▶ [The task]: Please copy every line from the records below that contains the string "runs".

[Saved data entries]
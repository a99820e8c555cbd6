use aead::{inout::InOutBuf, Error};
use subtle::ConstantTimeEq;

use crate::fsr::{Authenticator, BitReg128};
use crate::traits::ClockWidth;
use crate::utils::{self, split_streams};

/// Complete Grain-128AEADv2 runtime state: the coupled LFSR/NFSR pair of
/// the pre-output generator plus the accumulator/shift-register pair of the
/// authenticator.
///
/// A `GrainCore` is built per encryption or decryption call, driven
/// linearly through initialization, associated data, message and padding,
/// and then discarded.
#[cfg_attr(feature = "zeroize", derive(zeroize::Zeroize, zeroize::ZeroizeOnDrop))]
#[derive(Clone)]
pub(crate) struct GrainCore {
    lfsr: BitReg128,
    nfsr: BitReg128,
    auth: Authenticator,
}

impl GrainCore {
    /// Initialize the cipher from key and nonce by clocking 512 rounds:
    /// 320 mixing rounds with the pre-output folded back into both
    /// feedbacks, 64 rounds re-introducing the key, then 64 + 64 rounds
    /// whose pre-output seeds the accumulator and the auth shift register.
    /// Everything runs through the 32-wide path.
    pub(crate) fn new(key: &[u8; 16], nonce: &[u8; 12]) -> Self {
        let mut lfsr = [0u8; 16];
        lfsr[..12].copy_from_slice(nonce);
        lfsr[12..].copy_from_slice(&[0xff, 0xff, 0xff, 0x7f]);

        let mut cipher = GrainCore {
            lfsr: BitReg128::from_le_bytes(lfsr),
            nfsr: BitReg128::from_le_bytes(*key),
            auth: Authenticator::new(),
        };

        for _ in 0..10 {
            cipher.clock_init(0u32, 0u32);
        }

        // The key enters a second time, upper half into the LFSR and lower
        // half into the NFSR, as little-endian words.
        for t in 0..2 {
            let lo = t * 4;
            let ka = u32::from_le_bytes([key[lo + 8], key[lo + 9], key[lo + 10], key[lo + 11]]);
            let kb = u32::from_le_bytes([key[lo], key[lo + 1], key[lo + 2], key[lo + 3]]);
            cipher.clock_init(ka, kb);
        }

        let mut acc = 0u64;
        for t in 0..2 {
            acc |= u64::from(cipher.clock::<u32>()) << (t * 32);
        }
        cipher.auth.acc = acc;

        let mut sreg = 0u64;
        for t in 0..2 {
            sreg |= u64::from(cipher.clock::<u32>()) << (t * 32);
        }
        cipher.auth.sreg = sreg;

        cipher
    }

    /// Pre-output bits for the next `W::BITS` rounds:
    /// `y = h(x) ^ LFSR[93] ^ NFSR[2,15,36,45,64,73,89]` where
    /// `h(x) = x0x1 ^ x2x3 ^ x4x5 ^ x6x7 ^ x0x4x8`.
    fn pre_output<W: ClockWidth>(&self) -> W {
        let x0: W = self.nfsr.slice(12);
        let x1: W = self.lfsr.slice(8);
        let x2: W = self.lfsr.slice(13);
        let x3: W = self.lfsr.slice(20);
        let x4: W = self.nfsr.slice(95);
        let x5: W = self.lfsr.slice(42);
        let x6: W = self.lfsr.slice(60);
        let x7: W = self.lfsr.slice(79);
        let x8: W = self.lfsr.slice(94);

        let hx = (x0 & x1) ^ (x2 & x3) ^ (x4 & x5) ^ (x6 & x7) ^ (x0 & x4 & x8);

        hx ^ self.lfsr.slice(93)
            ^ self.nfsr.slice(2)
            ^ self.nfsr.slice(15)
            ^ self.nfsr.slice(36)
            ^ self.nfsr.slice(45)
            ^ self.nfsr.slice(64)
            ^ self.nfsr.slice(73)
            ^ self.nfsr.slice(89)
    }

    /// Linear feedback `L = s0 ^ s7 ^ s38 ^ s70 ^ s81 ^ s96`.
    fn lfsr_feedback<W: ClockWidth>(&self) -> W {
        self.lfsr.slice::<W>(0)
            ^ self.lfsr.slice(7)
            ^ self.lfsr.slice(38)
            ^ self.lfsr.slice(70)
            ^ self.lfsr.slice(81)
            ^ self.lfsr.slice(96)
    }

    /// Non-linear feedback `s0 ^ F(b)`, the LFSR[0] term included.
    fn nfsr_feedback<W: ClockWidth>(&self) -> W {
        let b = &self.nfsr;

        let linear: W = self.lfsr.slice::<W>(0)
            ^ b.slice(0)
            ^ b.slice(26)
            ^ b.slice(56)
            ^ b.slice(91)
            ^ b.slice(96);

        linear
            ^ (b.slice::<W>(3) & b.slice(67))
            ^ (b.slice::<W>(11) & b.slice(13))
            ^ (b.slice::<W>(17) & b.slice(18))
            ^ (b.slice::<W>(27) & b.slice(59))
            ^ (b.slice::<W>(40) & b.slice(48))
            ^ (b.slice::<W>(61) & b.slice(65))
            ^ (b.slice::<W>(68) & b.slice(84))
            ^ (b.slice::<W>(22) & b.slice(24) & b.slice(25))
            ^ (b.slice::<W>(70) & b.slice(78) & b.slice(82))
            ^ (b.slice::<W>(88) & b.slice(92) & b.slice(93) & b.slice(95))
    }

    /// Advance the cipher by `W::BITS` rounds in keystream mode (no
    /// overlays), returning the pre-output bits. All taps sit at index 96
    /// or below, so the pre-shift values stay intact across a window of up
    /// to 32 rounds and the result is bit-identical to repeated single-bit
    /// clocking.
    fn clock<W: ClockWidth>(&mut self) -> W {
        let y = self.pre_output::<W>();
        let s = self.lfsr_feedback::<W>();
        let b = self.nfsr_feedback::<W>();

        self.lfsr.shift_append(s);
        self.nfsr.shift_append(b);

        y
    }

    /// Initialization-mode advance: the pre-output is folded back into
    /// both feedback bits, with the caller's overlays (key
    /// re-introduction) xored on top.
    fn clock_init<W: ClockWidth>(&mut self, ov_lfsr: W, ov_nfsr: W) {
        let y = self.pre_output::<W>();
        let s = self.lfsr_feedback::<W>();
        let b = self.nfsr_feedback::<W>();

        self.lfsr.shift_append(s ^ y ^ ov_lfsr);
        self.nfsr.shift_append(b ^ y ^ ov_nfsr);
    }

    /// Two width-`W` clocks yield `2 * W::BITS` interleaved pre-output
    /// bits; deinterleaved, the even positions are the encryption key
    /// stream and the odd positions the authentication key stream.
    fn keystream_unit<W: ClockWidth>(&mut self) -> (W, W) {
        let y0 = self.clock::<W>();
        let y1 = self.clock::<W>();
        split_streams(y0, y1)
    }

    /// Authenticate one unit of associated data; the encryption half of
    /// the key stream is discarded.
    fn absorb_unit<W: ClockWidth>(&mut self, data: W) {
        let (_, auth_stream) = self.keystream_unit::<W>();
        self.auth.absorb(data, auth_stream);
    }

    /// Encrypt and authenticate one unit of plaintext.
    fn encrypt_unit<W: ClockWidth>(&mut self, plaintext: W) -> W {
        let (key_stream, auth_stream) = self.keystream_unit::<W>();
        self.auth.absorb(plaintext, auth_stream);
        plaintext ^ key_stream
    }

    /// Decrypt one unit of ciphertext and authenticate the recovered
    /// plaintext.
    fn decrypt_unit<W: ClockWidth>(&mut self, ciphertext: W) -> W {
        let (key_stream, auth_stream) = self.keystream_unit::<W>();
        let plaintext = ciphertext ^ key_stream;
        self.auth.absorb(plaintext, auth_stream);
        plaintext
    }

    /// Authenticate the DER-encoded length of the associated data followed
    /// by the data itself. The DER header runs through the byte path, the
    /// body through the word path with a byte-path tail.
    pub(crate) fn absorb_associated_data(&mut self, associated_data: &[u8]) {
        for &byte in utils::len_encode(associated_data.len() as u64).iter() {
            self.absorb_unit(byte);
        }

        let mut chunks = associated_data.chunks_exact(4);
        for chunk in chunks.by_ref() {
            let word = u32::from_le_bytes(chunk.try_into().expect("4-byte chunk"));
            self.absorb_unit(word);
        }
        for &byte in chunks.remainder() {
            self.absorb_unit(byte);
        }
    }

    /// Authenticate the closing `1` bit. It is absorbed as the byte `0x01`;
    /// the seven upper zero bits contribute nothing to the accumulator,
    /// but the two clocks of the unit still advance the registers.
    fn absorb_padding(&mut self) {
        let (_, auth_stream) = self.keystream_unit::<u8>();
        self.auth.absorb(0x01u8, auth_stream);
    }

    /// Encrypt the buffer in place (input and output may alias; each
    /// position is read before it is written) and return the tag.
    pub(crate) fn encrypt_inout(
        &mut self,
        associated_data: &[u8],
        mut buffer: InOutBuf<'_, '_, u8>,
    ) -> [u8; 8] {
        self.absorb_associated_data(associated_data);

        let len = buffer.len();
        let words = len / 4;

        for i in 0..words {
            let off = i * 4;
            let mut word = [0u8; 4];
            word.copy_from_slice(&buffer.get_in()[off..off + 4]);

            let enc = self.encrypt_unit(u32::from_le_bytes(word));
            buffer.get_out()[off..off + 4].copy_from_slice(&enc.to_le_bytes());
        }
        for i in (words * 4)..len {
            let enc = self.encrypt_unit(buffer.get_in()[i]);
            buffer.get_out()[i] = enc;
        }

        self.absorb_padding();
        self.auth.tag()
    }

    /// Decrypt the buffer in place and verify the tag.
    ///
    /// The comparison is constant-time over all eight tag bytes and only
    /// the final verdict is branched on; when it fails, the full output
    /// buffer is overwritten with zeroes so no unverified plaintext is
    /// released.
    pub(crate) fn decrypt_inout(
        &mut self,
        associated_data: &[u8],
        mut buffer: InOutBuf<'_, '_, u8>,
        expected_tag: &[u8],
    ) -> Result<(), Error> {
        self.absorb_associated_data(associated_data);

        let len = buffer.len();
        let words = len / 4;

        for i in 0..words {
            let off = i * 4;
            let mut word = [0u8; 4];
            word.copy_from_slice(&buffer.get_in()[off..off + 4]);

            let dec = self.decrypt_unit(u32::from_le_bytes(word));
            buffer.get_out()[off..off + 4].copy_from_slice(&dec.to_le_bytes());
        }
        for i in (words * 4)..len {
            let dec = self.decrypt_unit(buffer.get_in()[i]);
            buffer.get_out()[i] = dec;
        }

        self.absorb_padding();

        let tag = self.auth.tag();
        if bool::from(tag[..].ct_eq(expected_tag)) {
            Ok(())
        } else {
            buffer.get_out().fill(0);
            Err(Error)
        }
    }
}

▶ [Task solution]:
    /// Everything runs through the 32-wide path.
    /// by the data itself. The DER header runs through the byte path, the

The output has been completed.